Desde manhã que oiço vozes. Não me assusta nem me surpreende nada. Não fui levantar a receita e deve ser por causa disso.
Ando aqui a tentar fazer mil coisas e mil coisas são muitas coisas para fazer.
Há quem suspeite que eu não tenho paciência. Pois, se calhar já não me lembro onde a deixei. Talvez tenha sido dentro do cesto da fruta entre as pêras e os kiwis.
Não gosto nada de kiwis, mas são macios e por dentro têm um verde engraçado. Gosto de os abrir ao meio e ficar a olhar para eles. Assim à espera que tu chegues de repente e lhes enfies uma colher.
Gosto de cerejas mas só gosto de comer as que ainda estão aos pares. As outras fazem-me sentir triste. Gosto de cerejas duas a duas. E de preferência das vermelhas escuras. Muito escuras e que deixam a língua pintada de sangue.

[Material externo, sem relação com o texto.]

//! Create the single-row settings table

use sea_orm_migration::{prelude::*, schema::*};

#[derive(DeriveMigrationName)]
pub struct Migration;

#[async_trait::async_trait]
impl MigrationTrait for Migration {
    async fn up(&self, manager: &SchemaManager) -> Result<(), DbErr> {
        manager
            .create_table(
                Table::create()
                    .table(Settings::Table)
                    .if_not_exists()
                    .col(integer(Settings::Id).not_null().primary_key())
                    .col(
                        integer(Settings::EdgeAgentCheckinInterval)
                            .not_null()
                            .default(5),
                    )
                    .col(
                        integer(Settings::TunnelKeepAliveSecs)
                            .not_null()
                            .default(300),
                    )
                    .col(
                        timestamp_with_time_zone(Settings::UpdatedAt)
                            .not_null()
                            .default(Expr::current_timestamp()),
                    )
                    .to_owned(),
            )
            .await
    }

    async fn down(&self, manager: &SchemaManager) -> Result<(), DbErr> {
        manager
            .drop_table(Table::drop().table(Settings::Table).to_owned())
            .await
    }
}

#[derive(DeriveIden)]
enum Settings {
    Table,
    Id,
    EdgeAgentCheckinInterval,
    TunnelKeepAliveSecs,
    UpdatedAt,
}
//! Control plane errors

use edgeward_auth::CredentialError;
use edgeward_proto::EnvironmentId;
use edgeward_store::StoreError;
use thiserror::Error;

/// Environment registry errors
#[derive(Debug, Error)]
pub enum RegistryError {
    #[error("Environment {0} not found")]
    NotFound(EnvironmentId),

    #[error("Environment {0} already exists")]
    AlreadyExists(EnvironmentId),

    /// Two environments claiming one edge ID; raised before the store is touched
    #[error("Edge ID '{edge_id}' is already bound to environment {existing}")]
    EdgeIdConflict {
        edge_id: String,
        existing: EnvironmentId,
    },

    #[error("Store unavailable: {0}")]
    StoreUnavailable(#[source] StoreError),
}

impl From<StoreError> for RegistryError {
    fn from(error: StoreError) -> Self {
        match error {
            StoreError::NotFound(id) => RegistryError::NotFound(id),
            StoreError::AlreadyExists(id) => RegistryError::AlreadyExists(id),
            other => RegistryError::StoreUnavailable(other),
        }
    }
}

/// Tunnel coordinator errors
#[derive(Debug, Error)]
pub enum TunnelError {
    /// The environment was never registered (distinct from a no-op transition)
    #[error("Unknown environment {0}")]
    UnknownEnvironment(EnvironmentId),

    #[error("Port allocation failed: {0}")]
    PortAllocation(String),

    #[error("Credential error: {0}")]
    Credentials(#[from] CredentialError),

    #[error("Tunnel for environment {0} did not become active in time")]
    ActivationTimeout(EnvironmentId),
}

/// Errors surfaced by the edge service facade
#[derive(Debug, Error)]
pub enum ServiceError {
    #[error("No environment is enrolled with edge ID '{0}'")]
    UnknownEdgeId(String),

    #[error(transparent)]
    Registry(#[from] RegistryError),

    #[error(transparent)]
    Tunnel(#[from] TunnelError),

    #[error("Settings store error: {0}")]
    Settings(#[from] StoreError),

    #[error(transparent)]
    Credentials(#[from] CredentialError),
}

#[cfg(test)]
mod tests {
    use super::*;

    #[test]
    fn test_store_errors_map_to_registry_errors() {
        assert!(matches!(
            RegistryError::from(StoreError::NotFound(EnvironmentId(3))),
            RegistryError::NotFound(EnvironmentId(3))
        ));
        assert!(matches!(
            RegistryError::from(StoreError::Corrupt("bad".into())),
            RegistryError::StoreUnavailable(_)
        ));
    }

    #[test]
    fn test_conflict_message_names_both_sides() {
        let error = RegistryError::EdgeIdConflict {
            edge_id: "edge-abc".into(),
            existing: EnvironmentId(7),
        };
        assert_eq!(
            error.to_string(),
            "Edge ID 'edge-abc' is already bound to environment 7"
        );
    }
}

A paciência, dizem que é uma virtude. Se calhar é, mas eu acho que tenho outras. Às vezes não sei é onde é que as ponho. E nem sei se paciência é uma delas.
Pressa, tenho. Pressa de devagarinho. Será isso paciência? Não. Acho que não. A paciência é uma virtude e a pressa de devagarinho é uma expressão qualquer que serve só para eu deixar escapar o que às vezes me vai cá dentro. E ainda por cima deve ser coisa que só é ouvida por abelhas endiabradas, duendes verdes ou pelas vozes que oiço.
Mas gosto mesmo é de andar descalça ali fora no cimento quente da varanda. E de tomar banho de mangueira enquanto rego as flores dos canteiros.
Há quem suspeite que eu não tenho paciência. Mas eu acho que já tive num destes dias que está para vir. Apetecia-me que viesses aqui ter comigo e que espetasses uma colher de café dentro deste kiwi. Gosto do dia de hoje, não gosto é dos segundos que me dão tanto trabalho a contar. E gosto de contar carneiros enquanto espero que venhas ter comigo aqui, ao meu sonho. Ou que pouses ali fora em cima de uma flor qualquer do meu canteiro.
Afinal parece que são os vizinhos do andar de cima que estão a falar um bocadinho mais alto e uma das mil coisas que tenho para fazer é ir levantar a receita.
Acho que é melhor começar por aí, porque eu moro no último andar e nem sequer tenho varanda, quanto mais canteiros.